To be more precise, it’s based on a yon-koma manga by Yui Hara, author of Kiniro Mosaic. It’s not really fair to say so after two episodes, but so far, I like Wakaba*Girl better than KinMoza. The main character, Wakaba, is a lot more fun and dynamic than the KinMoza characters were, and that alongside the short runtime that allows for more focused stories makes the series more enjoyable than the sometimes sluggish KinMoza. Wakaba isn’t exactly a unique character; she actually reminds me a lot of K-On’s Mugi, with a dash of Yui. She’s an energetic, upper-class ojousama, childishly naive, and bursting with enthusiasm for everyday events. She’s been waiting forever to get into high school so she could have all the great experiences she heard about, and eagerly joins a group of friends with the three girls sitting near her. (Wakaba must have been watching cute girls doing cute things shows, thinking that was what high school was like. She’s lucky that she lives in the world of a cute girls doing cute things show, where that is what high school is like.)

The other three girls haven’t done much so far. We have Moeko, a small and cute girl with big, fluffy orange hair. We have Mao, the crazy and somewhat masculine one, and Nao, who apparently used to be a sports girl but now loves BL (according the blurb). Even though they’ve just been supporting players to Wakaba so far, their little bits of back and forth have been fun enough that I don’t think they’ll have trouble carrying their weight.

The art has the same feel as Lucky Star; the characters are puni-puni and cute, and the backgrounds have a simplistic, pastel, picture book feel to them. The buildings and room furnishings, though they fit in with the overall feel, are drawn with a fair amount of detail. The overall effect is soft without being too simple, and cute while still somewhat realistic. (Contrast with Panyo Panyo Digi Carat, which goes for soft, cute, and picture book at the cost of realism, and K-On, which looks quite realistic.)

So, no, Wakaba*Girl is not so bad. It’s not revolutionary, but so far it’s solid and very cute. It’s a humble series with few ambitions, and it achieves what it sets out to do. If you can’t stand that, don’t watch it, but it doesn’t deserve to be hated

Saturday, July 11, 2015

Why it's so hard to write Cute Girls doing Cute Things

I was sad to see that a new “Cute Girls Doing Cute Things” show called Wakaba Girls was being panned in Crunchyroll reviews because the reviewers were so burned out on the cute girls doing cute things genre. They’re so cute! How can you hate them so much?

However, I do have to admit that I’m a little burned out on the genre myself. Not enough to hate the cute girls. No, I could never do that. They’re too cute to hate. But the genre has suffered from a pretty serious lack of innovation compared to what it was just a couple years ago, in the 2012–2013 era. Yes, it’s a pretty formulaic genre to begin with, but the devil is very much in the details. What’s your theme? Who are your characters? Why are they together?

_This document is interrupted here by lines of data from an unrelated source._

use std::fmt;
use std::path::{Path, PathBuf};
use std::process::{Command, Stdio};

use chrono::{DateTime, Utc};

use crate::repo::display_relative;

/// Best-effort repository status lookups. Each answer is independent; `None`
/// means the lookup failed or had nothing to report.
pub trait StatusQueries {
    fn branch(&self) -> Option<String>;
    fn latest_commit(&self) -> Option<String>;
    fn status_porcelain(&self) -> Option<String>;
}

#[derive(Debug, Clone)]
pub struct GitCli {
    dir: PathBuf,
    git: Option<PathBuf>,
}

impl GitCli {
    pub fn new(dir: &Path) -> Self {
        let git = which::which("git").ok();
        if git.is_none() {
            tracing::debug!("git not found on PATH; repository status will be n/a");
        }
        Self {
            dir: dir.to_path_buf(),
            git,
        }
    }

    fn run(&self, args: &[&str]) -> Option<String> {
        let git = self.git.as_ref()?;
        let output = Command::new(git)
            .arg("-C")
            .arg(&self.dir)
            .args(args)
            .stdin(Stdio::null())
            .stderr(Stdio::null())
            .output();
        let output = match output {
            Ok(output) if output.status.success() => output,
            Ok(output) => {
                tracing::debug!(?args, status = %output.status, "git query failed");
                return None;
            }
            Err(err) => {
                tracing::debug!(?args, error = %err, "git query could not start");
                return None;
            }
        };
        let text = String::from_utf8(output.stdout).ok()?;
        let text = text.trim_end();
        if text.trim().is_empty() {
            return None;
        }
        Some(text.to_string())
    }
}

impl StatusQueries for GitCli {
    fn branch(&self) -> Option<String> {
        self.run(&["rev-parse", "--abbrev-ref", "HEAD"])
            .map(|value| value.trim().to_string())
    }

    fn latest_commit(&self) -> Option<String> {
        self.run(&["log", "-1", "--oneline"])
            .map(|value| value.trim().to_string())
    }

    fn status_porcelain(&self) -> Option<String> {
        self.run(&["status", "--porcelain"])
    }
}

#[derive(Debug, Clone, Copy, Default, PartialEq, Eq)]
pub struct ChangeSummary {
    pub added: usize,
    pub modified: usize,
    pub deleted: usize,
}

impl fmt::Display for ChangeSummary {
    fn fmt(&self, f: &mut fmt::Formatter<'_>) -> fmt::Result {
        write!(f, "+{} ~{} -{}", self.added, self.modified, self.deleted)
    }
}

/// Count added, modified and deleted entries in `git status --porcelain` output.
///
/// Only the plain codes count: `A`/`??` prefixes as added, ` M`/`M ` as
/// modified, ` D`/`D ` as deleted. Renames, copies and mixed index/worktree
/// states such as `MM` are not counted. Empty listings yield `None`.
pub fn summarize_porcelain(status: &str) -> Option<ChangeSummary> {
    let mut summary = ChangeSummary::default();
    let mut seen = false;
    for line in status.lines().filter(|line| !line.trim().is_empty()) {
        seen = true;
        if line.starts_with('A') || line.starts_with("??") {
            summary.added += 1;
        } else if line.starts_with(" M") || line.starts_with("M ") {
            summary.modified += 1;
        } else if line.starts_with(" D") || line.starts_with("D ") {
            summary.deleted += 1;
        }
    }
    seen.then_some(summary)
}

#[derive(Debug, Clone, PartialEq, Eq)]
pub struct Snapshot {
    pub timestamp: DateTime<Utc>,
    pub branch: Option<String>,
    pub commit: Option<String>,
    pub changes: Option<ChangeSummary>,
    pub pwd: String,
}

impl Snapshot {
    pub fn timestamp_label(&self) -> String {
        self.timestamp.format("%Y-%m-%d %H:%M:%S UTC").to_string()
    }
}

pub fn build_snapshot(
    queries: &dyn StatusQueries,
    repo_root: &Path,
    cwd: &Path,
    now: DateTime<Utc>,
) -> Snapshot {
    let branch = queries.branch();
    let commit = queries.latest_commit();
    let changes = queries
        .status_porcelain()
        .as_deref()
        .and_then(summarize_porcelain);
    Snapshot {
        timestamp: now,
        branch,
        commit,
        changes,
        pwd: display_relative(cwd, repo_root),
    }
}

#[cfg(test)]
mod tests {
    use super::*;
    use chrono::TimeZone;

    struct Fixed {
        branch: Option<&'static str>,
        commit: Option<&'static str>,
        status: Option<&'static str>,
    }

    impl StatusQueries for Fixed {
        fn branch(&self) -> Option<String> {
            self.branch.map(str::to_string)
        }
        fn latest_commit(&self) -> Option<String> {
            self.commit.map(str::to_string)
        }
        fn status_porcelain(&self) -> Option<String> {
            self.status.map(str::to_string)
        }
    }

    #[test]
    fn summarize_counts_plain_codes() {
        let status = " M src/lib.rs\nM  README.md\nA  new.rs\n?? scratch.txt\n D gone.rs\nD  old.rs\nMM both.rs\nR  a -> b\n";
        let summary = summarize_porcelain(status).expect("summary");
        assert_eq!(
            summary,
            ChangeSummary {
                added: 2,
                modified: 2,
                deleted: 2
            }
        );
        assert_eq!(summary.to_string(), "+2 ~2 -2");
    }

    #[test]
    fn summarize_counts_added_with_worktree_edits() {
        let summary = summarize_porcelain("AM staged-then-edited.rs\n").expect("summary");
        assert_eq!(summary.added, 1);
    }

    #[test]
    fn summarize_empty_listing_is_none() {
        assert_eq!(summarize_porcelain(""), None);
        assert_eq!(summarize_porcelain("\n\n"), None);
    }

    #[test]
    fn build_snapshot_keeps_failures_as_none() {
        let queries = Fixed {
            branch: None,
            commit: Some("abc1234 seed"),
            status: None,
        };
        let now = Utc.with_ymd_and_hms(2026, 2, 4, 9, 5, 7).unwrap();
        let root = Path::new("/work/repo");
        let snapshot = build_snapshot(&queries, root, &root.join("docs"), now);

        assert_eq!(snapshot.branch, None);
        assert_eq!(snapshot.commit.as_deref(), Some("abc1234 seed"));
        assert_eq!(snapshot.changes, None);
        assert_eq!(snapshot.pwd, "./docs");
        assert_eq!(snapshot.timestamp_label(), "2026-02-04 09:05:07 UTC");
    }

    #[test]
    fn git_cli_in_missing_dir_yields_none() {
        let temp = tempfile::TempDir::new().expect("tempdir");
        let git = GitCli::new(&temp.path().join("missing"));
        assert_eq!(git.branch(), None);
        assert_eq!(git.latest_commit(), None);
        assert_eq!(git.status_porcelain(), None);
    }
}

What are their relationships? How do they interact? What are their running jokes, their quirks, their charm points? What brings them together? These things interact in a million different little ways, and the most insignificant effect can launch a cute girls doing cute things show into the stratosphere, or keep it stuck on Earth.

In a way, writing a cute girls doing cute things series is like writing a program in assembly language. If you’ve never done this, you should try it. A million different little factors can affect the final outcome of your program. I started an assembly class with about forty people who’d never programmed before, and at the end of it, only seven of us were left.

In a way, writing a cute girls doing cute things series is an order of magnitude harder than writing assembly language, because at least assembly language is deterministic, however complex the interactions get. Cute girls doing cute things will strike different viewers in different ways, even when all the viewers are sympathetic to the genre and not just bitching because they’d rather be watching Fairy Tail. If there were a class on writing about cute girls doing cute things, the instructor would have to randomly assign F’s to otherwise good proposals just to simulate how hard it is to get these things right.


To me, the big three of cute girls doing cute things are K-On, Lucky Star, and Yuru Yuri. Even though they seem very similar on the surface, each of these three shows works for a completely different reason.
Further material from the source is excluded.